◆ **Input material**:
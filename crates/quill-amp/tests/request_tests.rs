//! Integration tests for AMP request detection.

use quill_amp::is_amp_request;

#[test]
fn test_query_flag() {
    assert!(is_amp_request("/recipes/lemon-tart/?amp=1"));
    assert!(is_amp_request("https://quill.example/?utm_source=x&amp=1"));
    assert!(!is_amp_request("/recipes/lemon-tart/?amp=0"));
    assert!(!is_amp_request("/recipes/lemon-tart/?amp"));
    assert!(!is_amp_request("/recipes/lemon-tart/?camp=1"));
}

#[test]
fn test_amp_endpoint() {
    assert!(is_amp_request("/recipes/lemon-tart/amp/"));
    assert!(is_amp_request("/recipes/lemon-tart/amp"));
    assert!(is_amp_request("https://quill.example/2024/05/tart/amp/?ref=home"));
}

#[test]
fn test_regular_pages() {
    assert!(!is_amp_request("/"));
    assert!(!is_amp_request(""));
    assert!(!is_amp_request("/recipes/amplified-flavour/"));
    assert!(!is_amp_request("https://amp.quill.example/recipes/"));
    assert!(!is_amp_request("/search/?q=amp"));
}
/// Print a DOM tree for debugging.
pub fn print_tree(tree: &DomTree, id: NodeId, indent: usize) {
    let prefix = "  ".repeat(indent);
    if let Some(node) = tree.get(id) {
        match &node.node_type {
            NodeType::Document => {
                println!("{prefix}Document");
            }
            NodeType::Doctype(raw) => {
                println!("{prefix}<!{raw}>");
            }
            NodeType::Element(data) => {
                if data.attrs.is_empty() {
                    println!("{prefix}<{}>", data.tag_name);
                } else {
                    let attrs: Vec<String> = data
                        .attrs
                        .iter()
                        .map(|attr| {
                            if attr.value.is_empty() {
                                attr.name.clone()
                            } else {
                                format!("{}=\"{}\"", attr.name, attr.value)
                            }
                        })
                        .collect();
                    println!("{prefix}<{} {}>", data.tag_name, attrs.join(" "));
                }
            }
            NodeType::Text(data) => {
                let display = data.replace('\n', "\\n").replace(' ', "\u{00B7}");
                println!("{prefix}\"{display}\"");
            }
            NodeType::Comment(data) => {
                println!("{prefix}<!-- {data} -->");
            }
        }
        for &child_id in tree.children(id) {
            print_tree(tree, child_id, indent + 1);
        }
    }
}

◆ **The task**: Give back every entry exactly, with nothing left out.

◆ **Problem solution**:
filename crates/quill-amp/tests/request_tests.rs
//! Integration tests for AMP request detection.

use quill_amp::is_amp_request;

#[test]
fn test_query_flag() {
    assert!(is_amp_request("/recipes/lemon-tart/?amp=1"));
    assert!(is_amp_request("https://quill.example/?utm_source=x&amp=1"));
    assert!(!is_amp_request("/recipes/lemon-tart/?amp=0"));
    assert!(!is_amp_request("/recipes/lemon-tart/?amp"));
    assert!(!is_amp_request("/recipes/lemon-tart/?camp=1"));
}

#[test]
fn test_amp_endpoint() {
    assert!(is_amp_request("/recipes/lemon-tart/amp/"));
    assert!(is_amp_request("/recipes/lemon-tart/amp"));
    assert!(is_amp_request("https://quill.example/2024/05/tart/amp/?ref=home"));
}

#[test]
fn test_regular_pages() {
    assert!(!is_amp_request("/"));
    assert!(!is_amp_request(""));
    assert!(!is_amp_request("/recipes/amplified-flavour/"));
    assert!(!is_amp_request("https://amp.quill.example/recipes/"));
    assert!(!is_amp_request("/search/?q=amp"));
}
/// Print a DOM tree for debugging.
pub fn print_tree(tree: &DomTree, id: NodeId, indent: usize) {
    let prefix = "  ".repeat(indent);
    if let Some(node) = tree.get(id) {
        match &node.node_type {
            NodeType::Document => {
                println!("{prefix}Document");
            }
            NodeType::Doctype(raw) => {
                println!("{prefix}<!{raw}>");
            }
            NodeType::Element(data) => {
                if data.attrs.is_empty() {
                    println!("{prefix}<{}>", data.tag_name);
                } else {
                    let attrs: Vec<String> = data
                        .attrs
                        .iter()
                        .map(|attr| {
                            if attr.value.is_empty() {
                                attr.name.clone()
                            } else {
                                format!("{}=\"{}\"", attr.name, attr.value)
                            }
                        })
                        .collect();
                    println!("{prefix}<{} {}>", data.tag_name, attrs.join(" "));
                }
            }
            NodeType::Text(data) => {
                let display = data.replace('\n', "\\n").replace(' ', "\u{00B7}");
                println!("{prefix}\"{display}\"");
            }
            NodeType::Comment(data) => {
                println!("{prefix}<!-- {data} -->");
            }
        }
        for &child_id in tree.children(id) {
            print_tree(tree, child_id, indent + 1);
        }
    }
}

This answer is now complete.